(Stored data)
+ + + +

//! Authenticated HTTP client for the HubSpot schema and association APIs.

use std::fmt;
use std::time::Duration;

use serde::de::DeserializeOwned;
use tracing::{Span, debug, info, instrument};
use url::Url;

use super::types::{Association, AssociationLabelResponse, Schema, SchemaResponse};
use crate::error::{HsgenError, Result};

/// Production API host.
pub const DEFAULT_BASE_URL: &str = "https://api.hubapi.com";

/// Built-in object types whose schemas are requested one by one.
///
/// The custom schema list endpoint only returns tenant-defined objects, so
/// every standard object type has to be asked for explicitly.
pub const DEFAULT_OBJECT_TYPES: [&str; 24] = [
    "call",
    "cart",
    "communication",
    "company",
    "contact",
    "deal",
    "discount",
    "email",
    "engagement",
    "fee",
    "feedback_submission",
    "goal_target",
    "line_item",
    "marketing_event",
    "meeting_event",
    "note",
    "order",
    "postal_mail",
    "product",
    "quote",
    "quote_template",
    "task",
    "tax",
    "ticket",
];

/// Builder for configuring a [`HubspotClient`].
pub struct HubspotClientBuilder {
    token: String,
    base_url: String,
    timeout: Option<Duration>,
}

impl HubspotClientBuilder {
    fn new(token: impl Into<String>) -> Self {
        Self {
            token: token.into(),
            base_url: DEFAULT_BASE_URL.to_string(),
            timeout: None,
        }
    }

    /// Overrides the API host (used to point tests at a mock server).
    pub fn base_url(mut self, base_url: impl Into<String>) -> Self {
        self.base_url = base_url.into();
        self
    }

    /// Sets a per-request timeout. Without one, only the transport's own
    /// limits apply.
    pub fn timeout(mut self, timeout: Duration) -> Self {
        self.timeout = Some(timeout);
        self
    }

    /// Builds the [`HubspotClient`].
    ///
    /// ## Errors
    ///
    /// Returns [`HsgenError::InvalidUrl`] if the base URL does not parse and
    /// [`HsgenError::Http`] if the underlying HTTP client cannot be constructed.
    pub fn build(self) -> Result<HubspotClient> {
        Url::parse(&self.base_url).map_err(|_| HsgenError::InvalidUrl(self.base_url.clone()))?;

        let mut builder =
            reqwest::Client::builder().user_agent(concat!("hsgen/", env!("CARGO_PKG_VERSION")));
        if let Some(timeout) = self.timeout {
            builder = builder.timeout(timeout);
        }
        let client = builder.build()?;

        Ok(HubspotClient {
            client,
            base_url: self.base_url.trim_end_matches('/').to_string(),
            token: self.token,
        })
    }
}

impl fmt::Debug for HubspotClientBuilder {
    fn fmt(&self, f: &mut fmt::Formatter<'_>) -> fmt::Result {
        f.debug_struct("HubspotClientBuilder")
            .field("base_url", &self.base_url)
            .field("timeout", &self.timeout)
            .finish_non_exhaustive()
    }
}

/// Client for one portal; every request carries the portal's bearer token.
///
/// ## Examples
///
/// ```rust,no_run
/// use hsgen_lib::hubspot::HubspotClient;
///
/// # async fn example() -> hsgen_lib::Result<()> {
/// let client = HubspotClient::new("pat-na1-xxxx")?;
/// let schemas = client.get_all_schemas().await?;
/// println!("{} object types", schemas.len());
/// # Ok(())
/// # }
/// ```
pub struct HubspotClient {
    client: reqwest::Client,
    base_url: String,
    token: String,
}

impl fmt::Debug for HubspotClient {
    fn fmt(&self, f: &mut fmt::Formatter<'_>) -> fmt::Result {
        f.debug_struct("HubspotClient")
            .field("base_url", &self.base_url)
            .finish_non_exhaustive()
    }
}

impl HubspotClient {
    /// Creates a builder for a client authenticated with `token`.
    pub fn builder(token: impl Into<String>) -> HubspotClientBuilder {
        HubspotClientBuilder::new(token)
    }

    /// Creates a client against the production API with default settings.
    pub fn new(token: impl Into<String>) -> Result<Self> {
        Self::builder(token).build()
    }

    /// Returns the API host this client talks to.
    pub fn base_url(&self) -> &str {
        &self.base_url
    }

    #[instrument(
        name = "hubspot_request",
        skip(self),
        fields(
            http.url = tracing::field::Empty,
            http.status_code = tracing::field::Empty,
        )
    )]
    async fn get_json<T: DeserializeOwned>(&self, path: &str) -> Result<T> {
        let url = format!("{}{}", self.base_url, path);
        Span::current().record("http.url", url.as_str());

        let response = self
            .client
            .get(&url)
            .bearer_auth(&self.token)
            .send()
            .await?;

        let status = response.status();
        Span::current().record("http.status_code", status.as_u16());

        if !status.is_success() {
            let message = response
                .text()
                .await
                .unwrap_or_else(|_| status.to_string());
            return Err(HsgenError::HttpStatus {
                url,
                status: status.as_u16(),
                message,
            });
        }

        let body = response.text().await?;
        serde_json::from_str(&body).map_err(|source| HsgenError::Json {
            context: url,
            source,
        })
    }

    /// Lists the tenant's custom object schemas.
    pub async fn get_custom_schemas(&self) -> Result<Vec<Schema>> {
        let response: SchemaResponse = self.get_json("/crm-object-schemas/v3/schemas").await?;
        debug!(count = response.results.len(), "Custom schemas retrieved");
        Ok(response.results)
    }

    /// Fetches the schema of a single object type.
    pub async fn get_schema(&self, object_type: &str) -> Result<Schema> {
        self.get_json(&format!("/crm-object-schemas/v3/schemas/{object_type}"))
            .await
    }

    /// Fetches every entry of [`DEFAULT_OBJECT_TYPES`], in order.
    ///
    /// The first failing request aborts the whole call.
    pub async fn get_default_schemas(&self) -> Result<Vec<Schema>> {
        let total = DEFAULT_OBJECT_TYPES.len();
        let mut schemas = Vec::with_capacity(total);

        for (i, object_type) in DEFAULT_OBJECT_TYPES.iter().copied().enumerate() {
            debug!(object_type, "Getting schema {}/{}", i + 1, total);
            schemas.push(self.get_schema(object_type).await?);
        }

        Ok(schemas)
    }

    /// Custom schemas followed by the built-in ones.
    pub async fn get_all_schemas(&self) -> Result<Vec<Schema>> {
        let mut schemas = self.get_custom_schemas().await?;
        info!(count = schemas.len(), "Getting {} default schemas", DEFAULT_OBJECT_TYPES.len());
        schemas.extend(self.get_default_schemas().await?);
        Ok(schemas)
    }

    /// Lists the association labels defined from one object type to another.
    pub async fn get_association_labels(
        &self,
        from_object_type_id: &str,
        to_object_type_id: &str,
    ) -> Result<Vec<Association>> {
        let response: AssociationLabelResponse = self
            .get_json(&format!(
                "/crm/v4/associations/{from_object_type_id}/{to_object_type_id}/labels"
            ))
            .await?;
        Ok(response.results)
    }
}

+ + + +

=== Brief ===
Copy down the whole of the data above, matching it exactly.

=== Written response ===
//! Authenticated HTTP client for the HubSpot schema and association APIs.

use std::fmt;
use std::time::Duration;

use serde::de::DeserializeOwned;
use tracing::{Span, debug, info, instrument};
use url::Url;

use super::types::{Association, AssociationLabelResponse, Schema, SchemaResponse};
use crate::error::{HsgenError, Result};

/// Production API host.
pub const DEFAULT_BASE_URL: &str = "https://api.hubapi.com";

/// Built-in object types whose schemas are requested one by one.
///
/// The custom schema list endpoint only returns tenant-defined objects, so
/// every standard object type has to be asked for explicitly.
pub const DEFAULT_OBJECT_TYPES: [&str; 24] = [
    "call",
    "cart",
    "communication",
    "company",
    "contact",
    "deal",
    "discount",
    "email",
    "engagement",
    "fee",
    "feedback_submission",
    "goal_target",
    "line_item",
    "marketing_event",
    "meeting_event",
    "note",
    "order",
    "postal_mail",
    "product",
    "quote",
    "quote_template",
    "task",
    "tax",
    "ticket",
];

/// Builder for configuring a [`HubspotClient`].
pub struct HubspotClientBuilder {
    token: String,
    base_url: String,
    timeout: Option<Duration>,
}

impl HubspotClientBuilder {
    fn new(token: impl Into<String>) -> Self {
        Self {
            token: token.into(),
            base_url: DEFAULT_BASE_URL.to_string(),
            timeout: None,
        }
    }

    /// Overrides the API host (used to point tests at a mock server).
    pub fn base_url(mut self, base_url: impl Into<String>) -> Self {
        self.base_url = base_url.into();
        self
    }

    /// Sets a per-request timeout. Without one, only the transport's own
    /// limits apply.
    pub fn timeout(mut self, timeout: Duration) -> Self {
        self.timeout = Some(timeout);
        self
    }

    /// Builds the [`HubspotClient`].
    ///
    /// ## Errors
    ///
    /// Returns [`HsgenError::InvalidUrl`] if the base URL does not parse and
    /// [`HsgenError::Http`] if the underlying HTTP client cannot be constructed.
    pub fn build(self) -> Result<HubspotClient> {
        Url::parse(&self.base_url).map_err(|_| HsgenError::InvalidUrl(self.base_url.clone()))?;

        let mut builder =
            reqwest::Client::builder().user_agent(concat!("hsgen/", env!("CARGO_PKG_VERSION")));
        if let Some(timeout) = self.timeout {
            builder = builder.timeout(timeout);
        }
        let client = builder.build()?;

        Ok(HubspotClient {
            client,
            base_url: self.base_url.trim_end_matches('/').to_string(),
            token: self.token,
        })
    }
}

impl fmt::Debug for HubspotClientBuilder {
    fn fmt(&self, f: &mut fmt::Formatter<'_>) -> fmt::Result {
        f.debug_struct("HubspotClientBuilder")
            .field("base_url", &self.base_url)
            .field("timeout", &self.timeout)
            .finish_non_exhaustive()
    }
}

/// Client for one portal; every request carries the portal's bearer token.
///
/// ## Examples
///
/// ```rust,no_run
/// use hsgen_lib::hubspot::HubspotClient;
///
/// # async fn example() -> hsgen_lib::Result<()> {
/// let client = HubspotClient::new("pat-na1-xxxx")?;
/// let schemas = client.get_all_schemas().await?;
/// println!("{} object types", schemas.len());
/// # Ok(())
/// # }
/// ```
pub struct HubspotClient {
    client: reqwest::Client,
    base_url: String,
    token: String,
}

impl fmt::Debug for HubspotClient {
    fn fmt(&self, f: &mut fmt::Formatter<'_>) -> fmt::Result {
        f.debug_struct("HubspotClient")
            .field("base_url", &self.base_url)
            .finish_non_exhaustive()
    }
}

impl HubspotClient {
    /// Creates a builder for a client authenticated with `token`.
    pub fn builder(token: impl Into<String>) -> HubspotClientBuilder {
        HubspotClientBuilder::new(token)
    }

    /// Creates a client against the production API with default settings.
    pub fn new(token: impl Into<String>) -> Result<Self> {
        Self::builder(token).build()
    }

    /// Returns the API host this client talks to.
    pub fn base_url(&self) -> &str {
        &self.base_url
    }

    #[instrument(
        name = "hubspot_request",
        skip(self),
        fields(
            http.url = tracing::field::Empty,
            http.status_code = tracing::field::Empty,
        )
    )]
    async fn get_json<T: DeserializeOwned>(&self, path: &str) -> Result<T> {
        let url = format!("{}{}", self.base_url, path);
        Span::current().record("http.url", url.as_str());

        let response = self
            .client
            .get(&url)
            .bearer_auth(&self.token)
            .send()
            .await?;

        let status = response.status();
        Span::current().record("http.status_code", status.as_u16());

        if !status.is_success() {
            let message = response
                .text()
                .await
                .unwrap_or_else(|_| status.to_string());
            return Err(HsgenError::HttpStatus {
                url,
                status: status.as_u16(),
                message,
            });
        }

        let body = response.text().await?;
        serde_json::from_str(&body).map_err(|source| HsgenError::Json {
            context: url,
            source,
        })
    }

    /// Lists the tenant's custom object schemas.
    pub async fn get_custom_schemas(&self) -> Result<Vec<Schema>> {
        let response: SchemaResponse = self.get_json("/crm-object-schemas/v3/schemas").await?;
        debug!(count = response.results.len(), "Custom schemas retrieved");
        Ok(response.results)
    }

    /// Fetches the schema of a single object type.
    pub async fn get_schema(&self, object_type: &str) -> Result<Schema> {
        self.get_json(&format!("/crm-object-schemas/v3/schemas/{object_type}"))
            .await
    }

    /// Fetches every entry of [`DEFAULT_OBJECT_TYPES`], in order.
    ///
    /// The first failing request aborts the whole call.
    pub async fn get_default_schemas(&self) -> Result<Vec<Schema>> {
        let total = DEFAULT_OBJECT_TYPES.len();
        let mut schemas = Vec::with_capacity(total);

        for (i, object_type) in DEFAULT_OBJECT_TYPES.iter().copied().enumerate() {
            debug!(object_type, "Getting schema {}/{}", i + 1, total);
            schemas.push(self.get_schema(object_type).await?);
        }

        Ok(schemas)
    }

    /// Custom schemas followed by the built-in ones.
    pub async fn get_all_schemas(&self) -> Result<Vec<Schema>> {
        let mut schemas = self.get_custom_schemas().await?;
        info!(count = schemas.len(), "Getting {} default schemas", DEFAULT_OBJECT_TYPES.len());
        schemas.extend(self.get_default_schemas().await?);
        Ok(schemas)
    }

    /// Lists the association labels defined from one object type to another.
    pub async fn get_association_labels(
        &self,
        from_object_type_id: &str,
        to_object_type_id: &str,
    ) -> Result<Vec<Association>> {
        let response: AssociationLabelResponse = self
            .get_json(&format!(
                "/crm/v4/associations/{from_object_type_id}/{to_object_type_id}/labels"
            ))
            .await?;
        Ok(response.results)
    }
}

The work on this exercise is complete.